Details during the announcement on national TV, then later at a news conference at Lincoln Hospital in the Bronx, were sparse. But as Elisabeth Benjamin, vice president of health initiatives at New York City's Community Service Society, pointed out, New York City may have a head start when it comes to providing health care for low-income and undocumented residents that makes the plan more feasible than it would seem otherwise.
That's because the plan, called NYC Care, builds on the city's existing public-option health insurance program called MetroPlus, which insures more than 500,000 low-income New Yorkers. A key component to the new program is attracting young, healthy New Yorkers who think they don't need insurance — or can't afford it — to get coverage under the new program. More young people in the overall insurance pool would help NYC Care stay solvent and help pay for the new services.

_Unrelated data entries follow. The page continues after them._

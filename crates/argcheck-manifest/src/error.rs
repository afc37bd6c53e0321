use std::path::PathBuf;

/// A manifest or call document that cannot be turned into guards.
#[derive(Debug, thiserror::Error)]
pub enum ManifestError {
    #[error("failed to read {}: {source}", path.display())]
    Read {
        path: PathBuf,
        #[source]
        source: std::io::Error,
    },

    #[error("invalid JSON: {0}")]
    Json(#[from] serde_json::Error),

    /// Well-formed JSON with a malformed entry at `path`.
    #[error("{path}: {message}")]
    Invalid { path: String, message: String },
}

impl ManifestError {
    pub(crate) fn invalid(path: impl Into<String>, message: impl Into<String>) -> Self {
        Self::Invalid {
            path: path.into(),
            message: message.into(),
        }
    }
}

Access to essential services
De Blasio has promised that all New Yorkers, even those with no insurance at all, will now be guaranteed access to health care. To that end, the new program offers uninsured residents essential services such as primary care doctor visits, mental health services and prescription drugs. Patients would receive these benefits through the city's network of 11 public hospitals and 70 health care clinics run by the Health and Hospitals Corporation (HHC).
Services would be provided on a sliding scale with the lowest-income residents paying nothing. Details of who pays what aren't yet available.

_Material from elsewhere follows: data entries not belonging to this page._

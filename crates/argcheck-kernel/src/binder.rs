//! Argument Binder: reconciles a declared [`Signature`] with an actual
//! [`Call`].
//!
//! Positional arguments take parameter positions `0..`; keyword arguments
//! are resolved to their declared position by name. The resulting
//! [`Arguments`] table is ordered by declared position, so every check is
//! applied the same way whether an argument was passed positionally or by
//! name.

use crate::error::CheckError;
use crate::value::Value;

/// Reserved keyword that disables every check for one call.
pub const REMOVE_CHECKS: &str = "removeChecks";

/// A declared formal parameter.
#[derive(Debug, Clone, PartialEq)]
pub struct Param {
    pub name: String,
    pub default: Option<Value>,
}

impl Param {
    pub fn required(name: impl Into<String>) -> Self {
        Self {
            name: name.into(),
            default: None,
        }
    }

    pub fn optional(name: impl Into<String>, default: impl Into<Value>) -> Self {
        Self {
            name: name.into(),
            default: Some(default.into()),
        }
    }
}

/// Identity metadata of an operation: its name, documentation and
/// parameters in declaration order.
#[derive(Debug, Clone, PartialEq)]
pub struct Signature {
    pub name: String,
    pub doc: Option<String>,
    pub params: Vec<Param>,
}

impl Signature {
    pub fn new(name: impl Into<String>) -> Self {
        Self {
            name: name.into(),
            doc: None,
            params: Vec::new(),
        }
    }

    pub fn doc(mut self, doc: impl Into<String>) -> Self {
        self.doc = Some(doc.into());
        self
    }

    pub fn param(mut self, name: impl Into<String>) -> Self {
        self.params.push(Param::required(name));
        self
    }

    pub fn param_with_default(mut self, name: impl Into<String>, default: impl Into<Value>) -> Self {
        self.params.push(Param::optional(name, default));
        self
    }

    pub fn position_of(&self, name: &str) -> Option<usize> {
        self.params.iter().position(|p| p.name == name)
    }
}

/// The arguments supplied at one call site.
#[derive(Debug, Clone, Default, PartialEq)]
pub struct Call {
    positional: Vec<Value>,
    keywords: Vec<(String, Value)>,
}

impl Call {
    pub fn new() -> Self {
        Self::default()
    }

    pub fn with_args<V: Into<Value>>(args: impl IntoIterator<Item = V>) -> Self {
        Self {
            positional: args.into_iter().map(Into::into).collect(),
            keywords: Vec::new(),
        }
    }

    pub fn arg(mut self, value: impl Into<Value>) -> Self {
        self.positional.push(value.into());
        self
    }

    /// Add a keyword argument, replacing an earlier one of the same name.
    pub fn kwarg(mut self, name: impl Into<String>, value: impl Into<Value>) -> Self {
        let name = name.into();
        let value = value.into();
        match self.keywords.iter_mut().find(|(n, _)| *n == name) {
            Some(slot) => slot.1 = value,
            None => self.keywords.push((name, value)),
        }
        self
    }

    /// Mark this call as unchecked (`removeChecks=True`).
    pub fn remove_checks(self) -> Self {
        self.kwarg(REMOVE_CHECKS, true)
    }

    pub fn positional(&self) -> &[Value] {
        &self.positional
    }

    pub fn keywords(&self) -> &[(String, Value)] {
        &self.keywords
    }

    /// True when the reserved `removeChecks` keyword is present and `true`.
    pub fn bypasses_checks(&self) -> bool {
        self.keywords
            .iter()
            .any(|(name, value)| name == REMOVE_CHECKS && *value == Value::Bool(true))
    }
}

/// How a bound argument got its value.
#[derive(Debug, Clone, Copy, PartialEq, Eq)]
pub enum ArgumentSource {
    Positional,
    Keyword,
    Default,
}

#[derive(Debug, Clone, PartialEq)]
pub struct BoundArgument {
    /// Zero-based declared position.
    pub position: usize,
    pub name: String,
    pub value: Value,
    pub source: ArgumentSource,
}

/// Bound Argument Table for one call, ordered by declared position.
#[derive(Debug, Clone, Default, PartialEq)]
pub struct Arguments {
    entries: Vec<BoundArgument>,
}

impl Arguments {
    pub fn len(&self) -> usize {
        self.entries.len()
    }

    pub fn is_empty(&self) -> bool {
        self.entries.is_empty()
    }

    pub fn get(&self, name: &str) -> Option<&Value> {
        self.entries.iter().find(|e| e.name == name).map(|e| &e.value)
    }

    pub fn at(&self, position: usize) -> Option<&Value> {
        self.entries
            .iter()
            .find(|e| e.position == position)
            .map(|e| &e.value)
    }

    pub fn iter(&self) -> impl Iterator<Item = &BoundArgument> {
        self.entries.iter()
    }

    pub fn iter_mut(&mut self) -> impl Iterator<Item = &mut BoundArgument> {
        self.entries.iter_mut()
    }

    pub fn into_entries(self) -> Vec<BoundArgument> {
        self.entries
    }

    /// Re-express the table as a call: the leading run of contiguous
    /// positions is passed positionally, everything after it by name.
    pub fn into_call(self) -> Call {
        let mut call = Call::new();
        let mut contiguous = true;
        for (index, entry) in self.entries.into_iter().enumerate() {
            contiguous &= entry.position == index;
            call = if contiguous {
                call.arg(entry.value)
            } else {
                call.kwarg(entry.name, entry.value)
            };
        }
        call
    }

    fn insert(&mut self, entry: BoundArgument) {
        let at = self
            .entries
            .partition_point(|existing| existing.position < entry.position);
        self.entries.insert(at, entry);
    }

    fn contains(&self, position: usize) -> bool {
        self.entries.iter().any(|e| e.position == position)
    }

    fn backfill_defaults(&mut self, signature: &Signature) {
        for (position, param) in signature.params.iter().enumerate() {
            if let Some(default) = &param.default
                && !self.contains(position)
            {
                self.insert(BoundArgument {
                    position,
                    name: param.name.clone(),
                    value: default.clone(),
                    source: ArgumentSource::Default,
                });
            }
        }
    }
}

/// Bind what the call supplied, without consulting defaults.
fn bind_supplied(signature: &Signature, call: Call) -> Result<Arguments, CheckError> {
    let function = &signature.name;
    let mut table = Arguments::default();
    let supplied = call.positional.len()
        + call
            .keywords
            .iter()
            .filter(|(name, _)| name != REMOVE_CHECKS)
            .count();

    for (position, value) in call.positional.into_iter().enumerate() {
        let Some(param) = signature.params.get(position) else {
            return Err(CheckError::ArgumentCount {
                function: function.clone(),
                declared: signature.params.len(),
                supplied,
            });
        };
        table.insert(BoundArgument {
            position,
            name: param.name.clone(),
            value,
            source: ArgumentSource::Positional,
        });
    }

    for (name, value) in call.keywords {
        if name == REMOVE_CHECKS {
            continue;
        }
        let Some(position) = signature.position_of(&name) else {
            return Err(CheckError::UnknownArgument {
                function: function.clone(),
                name,
            });
        };
        if table.contains(position) {
            return Err(CheckError::DuplicateArgument {
                function: function.clone(),
                name,
            });
        }
        table.insert(BoundArgument {
            position,
            name,
            value,
            source: ArgumentSource::Keyword,
        });
    }

    Ok(table)
}

/// Strict binding against `declared` specifications.
///
/// Defaults are consulted only when the supplied count differs from
/// `declared`; after back-filling, the table must hold exactly `declared`
/// entries, each at a position that has a specification.
pub fn bind(signature: &Signature, call: Call, declared: usize) -> Result<Arguments, CheckError> {
    let mut table = bind_supplied(signature, call)?;
    if table.len() != declared {
        table.backfill_defaults(signature);
    }

    let out_of_range = table.iter().any(|e| e.position >= declared);
    if table.len() != declared || out_of_range {
        return Err(CheckError::ArgumentCount {
            function: signature.name.clone(),
            declared,
            supplied: table.len(),
        });
    }
    Ok(table)
}

/// Plain-function binding: every missing parameter takes its default, and a
/// required parameter without a value is an error.
pub fn bind_lenient(signature: &Signature, call: Call) -> Result<Arguments, CheckError> {
    let mut table = bind_supplied(signature, call)?;
    table.backfill_defaults(signature);

    if let Some(missing) = signature
        .params
        .iter()
        .enumerate()
        .find(|(position, _)| !table.contains(*position))
    {
        return Err(CheckError::MissingArgument {
            function: signature.name.clone(),
            name: missing.1.name.clone(),
        });
    }
    Ok(table)
}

New York's public hospitals and clinics have been serving the city's low-income residents for decades. With the expanded services, de Blasio is trying to shift care from expensive and inefficient emergency room visits to more preventive primary care treatment. "We want to flip the script," he said in presenting the plan. "The emergency room truly should be the last resort."
In the process, that move may boost HHC's overall ailing financial situation. Dr. Mitchell Katz, CEO of HHC, oversaw a similar low-income access program in San Francisco, which was widely viewed as successful. Under Katz, HHC, which has been plagued with financial problems in past years, has shored up cash reserves largely through city funding. The $100 million influx into HHC from NYC Care, while not huge, could also bolster HHC finances.
During the announcement Katz promised that HHC would be hiring more primary care physicians to handle the influx of patients. That's important because wait times for appointments at the city's clinics sometimes go for weeks or months.
A key hurdle
Separately, one vital aspect of the new plan, which will begin a two-year rollout this summer in the Bronx, has yet to be explained: How will the mayor effectively convince people to sign up?
Young people who believe they don't need health insurance are unlikely to change their mind now that the federal mandate under the Affordable Care Act and consequent tax penalties have been rescinded. Also, in the current climate undocumented immigrants may be shy to sign up for any official service, no matter how much the city says it welcomes them.
Some skeptics said the plan may be a way for de Blasio to shore up support from left-leaning critics who are frustrated with what they see as a lack of results on the mayor's progressive agenda. It's also a way to send a strong signal to Albany to pass some kind of health care-for-all legislation.
The mayor's rollout puts him in the company of other Democrats trying to advance the party's health care agenda. On Tuesday, Washington state Governor Jay Inslee said he would seek to create a public option in his state, and earlier in the week California Governor Gavin Newsom announced his plan to move toward a single-payer system.
Is New York City's latest move just politics or enlightened policy? That question will be hard to answer until more details come to light.
— The Associated Press contributed to this article.